Their politics had changed, too: “The liberals would hate me for saying this, but we’re very pro-Putin,” Ira announced a shade defiantly. “He’s given Russia back her self-respect. The intellectuals are always going on about the constraints on our freedom of speech—but whenever you turn on the television there they are, protesting about Putin’s authoritarianism! I’m fed up with them—you never hear them saying they’re grateful for anything.”
The documentaries they made were nothing like the standard fare of soap opera and celebrity concerts which dominated Russian television now. Made on tiny budgets, the weekly series More than Love told stories of ordinary people with inspiring lives: a woman who had chosen to redeem a brutal murderer through her love; a simple couple who adopted the unwanted children in their district. “We want to increase the amount of happiness in the world,” Sasha declared, smiling beatifically.

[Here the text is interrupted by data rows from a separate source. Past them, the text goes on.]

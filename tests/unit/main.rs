//! Unit test modules.

mod csv_export_test;
mod data_file_test;
mod profile_test;
mod weekly_report_test;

For all the pressures on them, they adored one another, and their work. “The crash was the best thing that could have happened to us,” Ira insisted, refusing my presents. “We’re really not interested in things anymore.” When we first met, Ira was a talented writer and filmmaker with an acerbic wit, but she was not happy. Though she was a dutiful wife, it was clear she was acting a part. “You’re right,” she sighed: “I wasn’t born good. It’s been the great labor of my life.” When communism broke down, so did Ira’s marriage. Only when she met Sasha did things fall into place for
her.
It was a sunny Saturday, and the three of us were heading for the country. Ira, who had only just learned to drive, rode the car as if hoping it might take off like Pegasus. Speeding along Moscow’s new raised motorway in the sunshine, we almost did seem to be flying over the capital. Gleaming mirrored skyscrapers were flashing by on either side; tall blue and yellow cranes showed where more blocks were going up. The dingy old Soviet city center had become a celebration of capitalism.
Our trip was prompted by a conversation with Sasha the other night. He mentioned an ecological settlement some city people were building near where the couple spent their weekends. It was one of a whole lot of such eco-settlements that were springing up all over Russia, he said. They were inspired by these books about a woman called Anastasia.
“Books?” I interrupted. “What sort of books?”
Anastasia was not a common name in Russia. I knew where I had last heard it.
“Well, they’re fairy tales really. But the ideas behind them are rather sympathetic. Very ecological.”
“You mean Anastasia’s not real?”
“Well, she’s supposed to be. This man meets a gorgeous blonde who lives in the forest, and is fed by wild animals …”
“Where are these stories set?”
“In Siberia.”
Was it possible? The woman Natasha told me about, who lived in the forest because she loved listening to the cedars singing … her name was Anastasia.
When Sasha gave me one of the books to read I saw that it was part of a whole cycle entitled The Ringing Cedars of Russia. There was a voluptuous blonde on the cover, rearing her head against a wild sky. It told the story of a trader who, while peddling goods to outlying villages in Siberia, meets a nymph of the woods and they have a romance. She proceeds to bear him a son, and in the course of many volumes, initiates him into her magical vision of life.
The first book came out in 1996, the year before Natasha mentioned the singing cedars to me. Ostensibly, it described events that took place the year I visited the Old Believers. There was a good deal about the extraordinary powers of the Siberian cedar, too. According to “Anastasia,” the trees only “rang” when they reached old age, and when they did they had extraordinary curative powers. I had to laugh. There I was, still spellbound by the memory of that music in the forest, only to learn that it had been co-opted into some fairy tale in dubious taste.